When the Congress propaganda failed to weaken the struggle on the basis of concessions and promises, the government resorted to severe repression. Warrants were issued against all the Kisan Sabha and communist workers, but the government failed to arrest them. Angered by this failure, armed police organised a siege on many villages with machine guns directed against the villagers, in order to restrict the movement of people and looted entire villages and auctioned the belongings of the villagers in the name of recovering the fines imposed on the satyagrahis. Peasants and satyagrahis were dragged to the police stations and mercilessly beaten, government officials took the law into their hands, judiciary and executive became tools in the hands of the ruling party. There was no written order issued for any action, officials did whatever they wanted. Lathi charge, tear gas, firing, looting became the order of the day. Hundreds of men and women were arrested in false cases of encounters with police. Jullunder district faced the maximum brunt of the police repression. Women accepted the challenge when police encircled their villages and fought back. They showed unparalleled heroism in the face of police repression. Many communists and Kisan Sabha workers were declared absconders and their properties confiscated.
Functioning of the office of the Kisan Sabha was made impossible. The daily organ of the Communist Party, Navan Zamana, was forced to stop its publication because all its staff were arrested and sent to prison.
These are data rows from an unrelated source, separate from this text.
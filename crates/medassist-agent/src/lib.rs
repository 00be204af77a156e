//! Tool-calling orchestration for MedAssist.
//!
//! This crate turns a tool server's tool list into a registry the model can
//! call into, and runs the two-step query loop against a completion backend.
//!
//! # Architecture
//!
//! ```text
//! ┌─────────────────────────────────────────────────────────────┐
//! │  Orchestrator                                               │
//! │  - Builds the system prompt for the query's tab             │
//! │  - Dispatches tool calls in order                           │
//! │  - Sends one follow-up with the tool results                │
//! └─────────────────────────────────────────────────────────────┘
//!                              │
//!              ┌───────────────┼───────────────┐
//!              ▼               ▼               ▼
//!       ┌────────────┐  ┌──────────────┐  ┌──────────────┐
//!       │ LlmBackend │  │ ToolRegistry │  │ ToolProvider │
//!       │(medassist- │  │              │  │(SyncMcp-     │
//!       │ llm)       │  │              │  │ Client)      │
//!       └────────────┘  └──────────────┘  └──────────────┘
//! ```
//!
//! # Core Components
//!
//! - [`Orchestrator`]: answers one query per [`Orchestrator::generate_response`] call
//! - [`RegistryBuilder`]: lists a provider's tools into a [`ToolRegistry`]
//! - [`ToolDescriptor`]: a tool's schema plus the invoker that runs it
//! - [`Tab`]: the query context that selects the system prompt

pub mod error;
pub mod orchestrator;
pub mod prompt;
pub mod registry;
pub mod tool;

#[cfg(test)]
pub(crate) mod testing;

pub use error::{AgentError, Result};
pub use orchestrator::{CompletionResult, Orchestrator, OrchestratorConfig};
pub use prompt::{Tab, system_prompt};
pub use registry::{DEFAULT_EXCLUDED_TOOLS, RegistryBuilder, ToolProvider};
pub use tool::{ToolDescriptor, ToolInvoke, ToolRegistry, ToolSchema};
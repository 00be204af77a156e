//! Credentials from the environment.
//!
//! Credentials are read from environment variables only, after an optional
//! `.env` file has been loaded with [`load_dotenv`]. Empty values count as
//! missing.

use std::path::PathBuf;

use crate::{ConfigError, Result};

/// Completion endpoint API key.
pub const GROQ_API_KEY_ENV: &str = "GROQ_API_KEY";

/// Tool server client id.
pub const EKA_CLIENT_ID_ENV: &str = "EKA_CLIENT_ID";

/// Tool server client secret.
pub const EKA_CLIENT_SECRET_ENV: &str = "EKA_CLIENT_SECRET";

/// Optional tool server API host.
pub const EKA_API_HOST_ENV: &str = "EKA_API_HOST";

/// Load `.env` from the current directory or its parents.
///
/// Existing environment variables are not overridden. Returns the file that
/// was loaded, if any.
pub fn load_dotenv() -> Option<PathBuf> {
    match dotenvy::dotenv() {
        Ok(path) => {
            tracing::debug!(path = %path.display(), "loaded .env");
            Some(path)
        }
        Err(e) if e.not_found() => None,
        Err(e) => {
            tracing::warn!(error = %e, "failed to load .env");
            None
        }
    }
}

/// Credentials for the tool server.
#[derive(Clone, PartialEq, Eq)]
pub struct EkaCredentials {
    pub client_id: String,
    pub client_secret: String,
    /// Overrides `[tool_server].api_host` when set.
    pub api_host: Option<String>,
}

impl EkaCredentials {
    /// Read from `EKA_CLIENT_ID`, `EKA_CLIENT_SECRET` and `EKA_API_HOST`.
    pub fn from_env() -> Result<Self> {
        Ok(Self {
            client_id: require(EKA_CLIENT_ID_ENV)?,
            client_secret: require(EKA_CLIENT_SECRET_ENV)?,
            api_host: optional(EKA_API_HOST_ENV),
        })
    }
}

impl std::fmt::Debug for EkaCredentials {
    fn fmt(&self, f: &mut std::fmt::Formatter<'_>) -> std::fmt::Result {
        f.debug_struct("EkaCredentials")
            .field("client_id", &self.client_id)
            .field("client_secret", &"<redacted>")
            .field("api_host", &self.api_host)
            .finish()
    }
}

/// Everything needed to answer a query.
#[derive(Clone, PartialEq, Eq)]
pub struct Credentials {
    pub groq_api_key: String,
    pub eka: EkaCredentials,
}

impl Credentials {
    /// Read all credentials, failing on the first missing one.
    pub fn from_env() -> Result<Self> {
        Ok(Self {
            groq_api_key: require(GROQ_API_KEY_ENV)?,
            eka: EkaCredentials::from_env()?,
        })
    }
}

impl std::fmt::Debug for Credentials {
    fn fmt(&self, f: &mut std::fmt::Formatter<'_>) -> std::fmt::Result {
        f.debug_struct("Credentials")
            .field("groq_api_key", &"<redacted>")
            .field("eka", &self.eka)
            .finish()
    }
}

fn optional(var: &str) -> Option<String> {
    std::env::var(var).ok().filter(|v| !v.is_empty())
}

fn require(var: &str) -> Result<String> {
    optional(var).ok_or_else(|| ConfigError::missing_credential(var))
}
The mood of the people was such that when the staff of the party organ were arrested, in two-days time many came forward and got the paper started again.
The repression of the government angered the entire people of the state and made it impossible for the government to continue with its repression against the movement. The whole administration was paralysed. The government was left with no other alternative but to surrender before the movement. The chief minister accepted the demands for the reduction in betterment levy and also other demands of the Kisan Sabha. The struggle was called off on March 22, 1959.
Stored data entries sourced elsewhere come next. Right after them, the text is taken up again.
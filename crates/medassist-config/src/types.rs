//! Configuration types mapping to the TOML schema.
//!
//! ```toml
//! [llm]            # completion endpoint and first-request sampling
//! [tool_server]    # how to launch the MCP tool server
//! ```
//!
//! Credentials never live in these files; see [`crate::secrets`].

use medassist_mcp::{Framing, ServerParameters};
use serde::{Deserialize, Serialize};

use crate::secrets::EkaCredentials;

/// Completion endpoint used unless `[llm].base_url` is set.
pub const DEFAULT_BASE_URL: &str = "https://api.groq.com/openai/v1";

/// Model used unless `[llm].model` is set.
pub const DEFAULT_MODEL: &str = "llama3-8b-8192";

/// Token cap for the first request of each query.
pub const DEFAULT_MAX_TOKENS: u32 = 4096;

/// Eka API host passed to the tool server.
pub const DEFAULT_API_HOST: &str = "https://api.eka.care";

/// Name used for the tool server in logs and thread names.
pub const TOOL_SERVER_NAME: &str = "eka";

// ─────────────────────────────────────────────────────────────────────────────
// Top-level Config
// ─────────────────────────────────────────────────────────────────────────────

/// Root configuration structure.
///
/// All sections are optional so that partial configs (e.g. a project-local
/// override) can be loaded and merged.
#[derive(Debug, Clone, Default, PartialEq, Serialize, Deserialize)]
#[serde(default)]
pub struct AppConfig {
    /// Completion endpoint settings.
    pub llm: Option<LlmConfig>,

    /// Tool server launch settings.
    pub tool_server: Option<ToolServerConfig>,
}

impl AppConfig {
    /// Create an empty config.
    pub fn new() -> Self {
        Self::default()
    }

    /// Parse from a TOML string.
    pub fn from_toml(toml_str: &str) -> crate::Result<Self> {
        Ok(toml::from_str(toml_str)?)
    }

    /// Merge another config on top of this one (other takes priority).
    ///
    /// Sections are replaced whole, not merged field by field.
    pub fn merge(&mut self, other: AppConfig) {
        if other.llm.is_some() {
            self.llm = other.llm;
        }

        if other.tool_server.is_some() {
            self.tool_server = other.tool_server;
        }
    }

    /// The `[llm]` section, or defaults.
    pub fn llm(&self) -> LlmConfig {
        self.llm.clone().unwrap_or_default()
    }

    /// The `[tool_server]` section, or defaults.
    pub fn tool_server(&self) -> ToolServerConfig {
        self.tool_server.clone().unwrap_or_default()
    }

    /// Launch parameters for the tool server.
    pub fn server_parameters(&self, credentials: &EkaCredentials) -> ServerParameters {
        self.tool_server().server_parameters(credentials)
    }
}

// ─────────────────────────────────────────────────────────────────────────────
// LLM
// ─────────────────────────────────────────────────────────────────────────────

/// `[llm]` section.
#[derive(Debug, Clone, Default, PartialEq, Serialize, Deserialize)]
#[serde(default)]
pub struct LlmConfig {
    /// Model id.
    pub model: Option<String>,

    /// OpenAI-compatible API base URL.
    pub base_url: Option<String>,

    /// Token cap for the first request of each query.
    pub max_tokens: Option<u32>,

    /// Temperature for the first request of each query.
    pub temperature: Option<f32>,

    /// Retries on network and rate-limit errors.
    pub retries: Option<u32>,

    /// Request timeout in seconds.
    pub timeout_secs: Option<u64>,
}

impl LlmConfig {
    /// Configured model or [`DEFAULT_MODEL`].
    pub fn model(&self) -> &str {
        self.model.as_deref().unwrap_or(DEFAULT_MODEL)
    }

    /// Configured base URL or [`DEFAULT_BASE_URL`].
    pub fn base_url(&self) -> &str {
        self.base_url.as_deref().unwrap_or(DEFAULT_BASE_URL)
    }

    /// Configured token cap or [`DEFAULT_MAX_TOKENS`].
    pub fn max_tokens(&self) -> u32 {
        self.max_tokens.unwrap_or(DEFAULT_MAX_TOKENS)
    }

    /// Configured temperature or `0.0`.
    pub fn temperature(&self) -> f32 {
        self.temperature.unwrap_or(0.0)
    }
}

// ─────────────────────────────────────────────────────────────────────────────
// Tool server
// ─────────────────────────────────────────────────────────────────────────────

/// `[tool_server]` section.
#[derive(Debug, Clone, PartialEq, Serialize, Deserialize)]
#[serde(default)]
pub struct ToolServerConfig {
    /// Command to spawn.
    pub command: String,

    /// Arguments placed before the credential flags.
    pub args: Vec<String>,

    /// Eka API host; `EKA_API_HOST` takes priority.
    pub api_host: Option<String>,

    /// Tool names never offered to the model.
    pub excluded_tools: Vec<String>,

    /// Wire framing the server speaks.
    pub framing: Framing,
}

impl Default for ToolServerConfig {
    fn default() -> Self {
        Self {
            command: "uvx".to_string(),
            args: vec!["eka_mcp_server".to_string()],
            api_host: None,
            excluded_tools: vec!["list_tables".to_string()],
            framing: Framing::default(),
        }
    }
}

impl ToolServerConfig {
    /// Launch parameters with the credential flags appended.
    pub fn server_parameters(&self, credentials: &EkaCredentials) -> ServerParameters {
        let api_host = credentials
            .api_host
            .as_deref()
            .or(self.api_host.as_deref())
            .unwrap_or(DEFAULT_API_HOST);

        ServerParameters::new(TOOL_SERVER_NAME, &self.command)
            .with_args(self.args.clone())
            .with_arg("--eka-api-host")
            .with_arg(api_host)
            .with_arg("--client-id")
            .with_arg(&credentials.client_id)
            .with_arg("--client-secret")
            .with_arg(&credentials.client_secret)
            .with_framing(self.framing)
    }
}

#[cfg(test)]
mod tests {
    use super::*;

    fn credentials(api_host: Option<&str>) -> EkaCredentials {
        EkaCredentials {
            client_id: "client-123".to_string(),
            client_secret: "s3cret".to_string(),
            api_host: api_host.map(str::to_string),
        }
    }

    #[test]
    fn test_empty_config_defaults() {
        let config = AppConfig::from_toml("").unwrap();
        assert_eq!(config, AppConfig::new());

        let llm = config.llm();
        assert_eq!(llm.model(), DEFAULT_MODEL);
        assert_eq!(llm.base_url(), DEFAULT_BASE_URL);
        assert_eq!(llm.max_tokens(), 4096);
        assert_eq!(llm.temperature(), 0.0);
        assert_eq!(llm.retries, None);

        let server = config.tool_server();
        assert_eq!(server.command, "uvx");
        assert_eq!(server.excluded_tools, vec!["list_tables"]);
        assert_eq!(server.framing, Framing::NewlineDelimited);
    }

    #[test]
    fn test_parse_full_config() {
        let config = AppConfig::from_toml(
            r#"
[llm]
model = "llama-3.1-8b-instant"
base_url = "http://localhost:8080/v1"
max_tokens = 1024
temperature = 0.3
retries = 1
timeout_secs = 30

[tool_server]
command = "python"
args = ["-m", "eka_mcp_server"]
api_host = "https://staging.eka.care"
excluded_tools = []
framing = "content_length"
"#,
        )
        .unwrap();

        let llm = config.llm();
        assert_eq!(llm.model(), "llama-3.1-8b-instant");
        assert_eq!(llm.base_url(), "http://localhost:8080/v1");
        assert_eq!(llm.max_tokens(), 1024);
        assert_eq!(llm.temperature(), 0.3);
        assert_eq!(llm.retries, Some(1));
        assert_eq!(llm.timeout_secs, Some(30));

        let server = config.tool_server();
        assert_eq!(server.command, "python");
        assert_eq!(server.args, vec!["-m", "eka_mcp_server"]);
        assert!(server.excluded_tools.is_empty());
        assert_eq!(server.framing, Framing::ContentLength);
    }

    #[test]
    fn test_partial_tool_server_section_keeps_defaults() {
        let config = AppConfig::from_toml("[tool_server]\nframing = \"content_length\"\n").unwrap();
        let server = config.tool_server();
        assert_eq!(server.command, "uvx");
        assert_eq!(server.args, vec!["eka_mcp_server"]);
        assert_eq!(server.framing, Framing::ContentLength);
    }

    #[test]
    fn test_invalid_framing_rejected() {
        let err = AppConfig::from_toml("[tool_server]\nframing = \"xml\"\n").unwrap_err();
        assert!(matches!(err, crate::ConfigError::Parse(_)));
    }

    #[test]
    fn test_merge_replaces_sections() {
        let mut base = AppConfig::from_toml(
            r#"
[llm]
model = "base-model"
retries = 5

[tool_server]
command = "uvx"
"#,
        )
        .unwrap();
        let project = AppConfig::from_toml("[llm]\nmodel = \"project-model\"\n").unwrap();
        base.merge(project);

        assert_eq!(base.llm().model(), "project-model");
        assert_eq!(base.llm().retries, None);
        assert!(base.tool_server.is_some());
    }

    #[test]
    fn test_server_parameters_default() {
        let params = AppConfig::new().server_parameters(&credentials(None));
        assert_eq!(params.name, "eka");
        assert_eq!(params.command, "uvx");
        assert_eq!(
            params.args,
            vec![
                "eka_mcp_server",
                "--eka-api-host",
                "https://api.eka.care",
                "--client-id",
                "client-123",
                "--client-secret",
                "s3cret",
            ]
        );
        assert_eq!(params.framing, Framing::NewlineDelimited);
    }

    #[test]
    fn test_server_parameters_api_host_priority() {
        let config = AppConfig::from_toml("[tool_server]\napi_host = \"https://file.example\"\n")
            .unwrap();

        let params = config.server_parameters(&credentials(None));
        assert_eq!(params.args[2], "https://file.example");

        let params = config.server_parameters(&credentials(Some("https://env.example")));
        assert_eq!(params.args[2], "https://env.example");
    }
}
All through the struggle, 19,000 volunteers offered satyagraha by obstructing the work of district courts, 10,000 went to jail, 3,000 volunteers got badly beaten by the police and hundreds more were tortured in police stations. Eight comrades, including three women were martyred in police firing; one died in police custody due to torture and two more laid down their lives in prison. Even on the day of withdrawal of the movement, 250 satyagrahis had reached Chandigarh to offer satyagraha and more than 3,000 reached the district courts in different districts of the state and sat on dharna.
This movement created significant impact on other states like Rajasthan and Bihar too. The government failed to collect betterment levy anywhere, except some isolated villages in far away areas. This movement gave a big blow to the communal forces by forging the unity of Hindus and Sikhs, amongst the peasantry and between the peasantry and the agricultural labourers. The movement came as a setback to those who were trying to create a wedge between rural and urban population, as it won the support of the urban population to the demands of the peasantry. This struggle also strengthened the unity between the people of Punjab and the region which is now Haryana. The Communist Party and Kisan Sabha spread to new areas and emerged as a strong opposition force to the Congress party and its policies.